Además, lo de Grabois ocurre en la primera gira exterior de Fernández como casi presidente –a juzgar por el tenor de las reuniones que mantendrá- y cuando quiere mostrar al mundo un perfil de centro alejado del aura populista de Cristina Fernández y del izquierdismo de La Cámpora y los movimientos sociales aliados.
Cuando estallaron los dichos de Grabois, Alberto lograba una reunión crucial con presidenta del Banco Santander, una de las personas más poderosas de España a quien el candidato del Frente de Todos pretende tener en diálogo directo para el futuro financiero de su gobierno.
La titular del Santander, Ana Botín, ratificó las líneas de negocio e inversión del banco en nuestro país, como la próxima apertura de la filial local de Openbank, el banco digital que el grupo fundó en 1995 y que ya opera en España, con más de un millón de clientes.

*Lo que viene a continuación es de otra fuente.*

use clap::Parser;

use sift_search::{Args, render};
use sift_service::{ResultSet, SearchDiagnostics, SourceType};

#[test]
fn parses_search_arguments() {
	let args = Args::try_parse_from([
		"sift-search",
		"--config",
		"sift.toml",
		"--query",
		"  how are chunks fused  ",
		"--limit",
		"5",
		"--source-type",
		"code",
	])
	.expect("Failed to parse arguments.");
	let request = args.request();

	assert_eq!(request.query, "how are chunks fused");
	assert_eq!(request.limit, Some(5));
	assert_eq!(request.source_type, Some(SourceType::Code));
	assert!(!args.pretty);
}

#[test]
fn limit_and_source_type_are_optional() {
	let args = Args::try_parse_from(["sift-search", "-c", "sift.toml", "-q", "fusion"])
		.expect("Failed to parse arguments.");

	assert_eq!(args.limit, None);
	assert_eq!(args.source_type, None);
}

#[test]
fn rejects_blank_query_and_unknown_source_type() {
	assert!(Args::try_parse_from(["sift-search", "-c", "sift.toml", "-q", "   "]).is_err());
	assert!(
		Args::try_parse_from(["sift-search", "-c", "sift.toml", "-q", "x", "-t", "spreadsheet"])
			.is_err()
	);
}

#[test]
fn renders_empty_result_as_json() {
	let result = ResultSet { results: Vec::new(), diagnostics: SearchDiagnostics::default() };
	let rendered = render(&result, false).expect("Failed to render result.");
	let value: serde_json::Value = serde_json::from_str(&rendered).expect("Invalid JSON.");

	assert_eq!(value["results"], serde_json::json!([]));
	assert_eq!(value["diagnostics"]["degradations"], serde_json::json!([]));
}
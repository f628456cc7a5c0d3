use clap::Parser;

#[tokio::main]
async fn main() -> color_eyre::Result<()> {
	color_eyre::install()?;

	let args = sift_search::Args::parse();

	sift_search::run(args).await
}
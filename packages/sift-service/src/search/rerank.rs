//! Second-pass precision scoring over the head of the fused list.

use std::{sync::Arc, time::Duration};

use tokio::{task::JoinSet, time};

use crate::{
	RerankScorer,
	types::{RankedCandidate, RerankFailure, RerankScore, ScoredResult},
};

#[derive(Debug)]
pub enum RerankOutcome {
	Reranked { results: Vec<ScoredResult>, failures: Vec<RerankFailure> },
	/// Every attempted pair failed. Carries the `top_n` slice in fused order for fallback.
	TotalFailure { candidates: Vec<RankedCandidate>, failures: Vec<RerankFailure> },
}

/// Scores the first `top_n` fused candidates against `query` and sorts them by rerank score
/// descending, then fusion rank, then chunk id. Candidates past `top_n` are dropped.
///
/// Pairs are scored concurrently, each bounded by `timeout`. Dropping the returned future aborts
/// any scoring still in flight.
pub async fn rerank(
	scorer: &Arc<dyn RerankScorer>,
	query: &str,
	mut candidates: Vec<RankedCandidate>,
	top_n: usize,
	timeout: Duration,
) -> RerankOutcome {
	candidates.truncate(top_n);

	if candidates.is_empty() {
		return RerankOutcome::Reranked { results: Vec::new(), failures: Vec::new() };
	}

	let mut tasks = JoinSet::new();

	for (slot, candidate) in candidates.iter().enumerate() {
		let scorer = Arc::clone(scorer);
		let query = query.to_string();
		let text = candidate.chunk.text.clone();

		tasks.spawn(async move {
			let scored = time::timeout(timeout, scorer.score(&query, &text)).await;

			(slot, scored)
		});
	}

	// Slots stay `None` only if a scoring task panicked.
	let mut outcomes: Vec<Option<Result<f32, String>>> = vec![None; candidates.len()];

	while let Some(joined) = tasks.join_next().await {
		match joined {
			Ok((slot, Ok(Ok(score)))) if score.is_finite() => outcomes[slot] = Some(Ok(score)),
			Ok((slot, Ok(Ok(score)))) =>
				outcomes[slot] =
					Some(Err(format!("Rerank scorer returned non-finite score {score}."))),
			Ok((slot, Ok(Err(err)))) => outcomes[slot] = Some(Err(err.to_string())),
			Ok((slot, Err(_))) =>
				outcomes[slot] = Some(Err(format!(
					"Rerank scoring timed out after {} ms.",
					timeout.as_millis()
				))),
			Err(err) => tracing::warn!(error = %err, "Rerank scoring task failed."),
		}
	}

	let attempted = candidates.len();
	let mut scored = Vec::with_capacity(attempted);
	let mut failures = Vec::new();

	for (candidate, outcome) in candidates.iter().zip(outcomes) {
		let message = match outcome {
			Some(Ok(score)) => {
				scored.push((RerankScore::new(score), candidate.clone()));

				continue;
			},
			Some(Err(message)) => message,
			None => "Rerank scoring task produced no result.".to_string(),
		};

		tracing::warn!(
			chunk_id = %candidate.chunk.chunk_id,
			fusion_rank = candidate.fusion_rank,
			error = %message,
			"Rerank scoring failed for candidate."
		);

		failures.push(RerankFailure { chunk_id: candidate.chunk.chunk_id.clone(), message });
	}

	if failures.len() == attempted {
		return RerankOutcome::TotalFailure { candidates, failures };
	}

	scored.sort_by(|(lhs_score, lhs), (rhs_score, rhs)| {
		lhs_score
			.cmp_desc(*rhs_score)
			.then_with(|| lhs.fusion_rank.cmp(&rhs.fusion_rank))
			.then_with(|| lhs.chunk.chunk_id.cmp(&rhs.chunk.chunk_id))
	});

	let results =
		scored.into_iter().map(|(score, ranked)| ScoredResult::reranked(ranked, score)).collect();

	RerankOutcome::Reranked { results, failures }
}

Todo eso escuchó Alberto.
El plan de la compañía es concretar la expansión a la Argentina entre fines de 2019 y el primer bimestre de 2020. En julio de 2018, la empresa contrató al entonces CEO de Google Argentina para encabezar el lanzamiento de esta unidad en la Argentina.
La retórica izquierdista de Grabois empaña la tarea que viene realizando Alberto Fernández en el exterior y en la Argentina.
El Frente de Todos ha mantenido un perfil conciliador y pacífico durante toda la campaña electoral, y ahora, tras una contundente victoria en las PASO del 11/08, sus principales líderes políticos han sido muy cautos a la hora de comunicarse de cara a la campaña electoral.
En paralelo, luego de un 'ruidoso silencio' Cristina Fernández de Kirchner, también mantuvo la moderación durante la presentación de su libro en La Plata, tomando protagonismo en la campaña electoral y haciéndole una especie de suplencia a su compañero de fórmula.
Alberto, para su estadía en España eligió a quien decirle "no" y políticamente correcto evitó juntarse con los líderes del partido español Podemos, que tiene desde sus inicios, fuertes vínculos con la expresidente Cristina Kirchner.
Alberto buscó dejar en claro que quiere marcar distancia con la izquierda más dura y acercarse más al centro, y Grabois le respondió con la reforma agraria. ¿Será el dirigente papista y su sector los futuros ‘imberbes’ de Alberto, como aquellos que Juan D. Perón tuvo que echar de la Plaza de Mayo cuando pretendía un giro centrista a su último mandato y éstos lo desafiaban en público?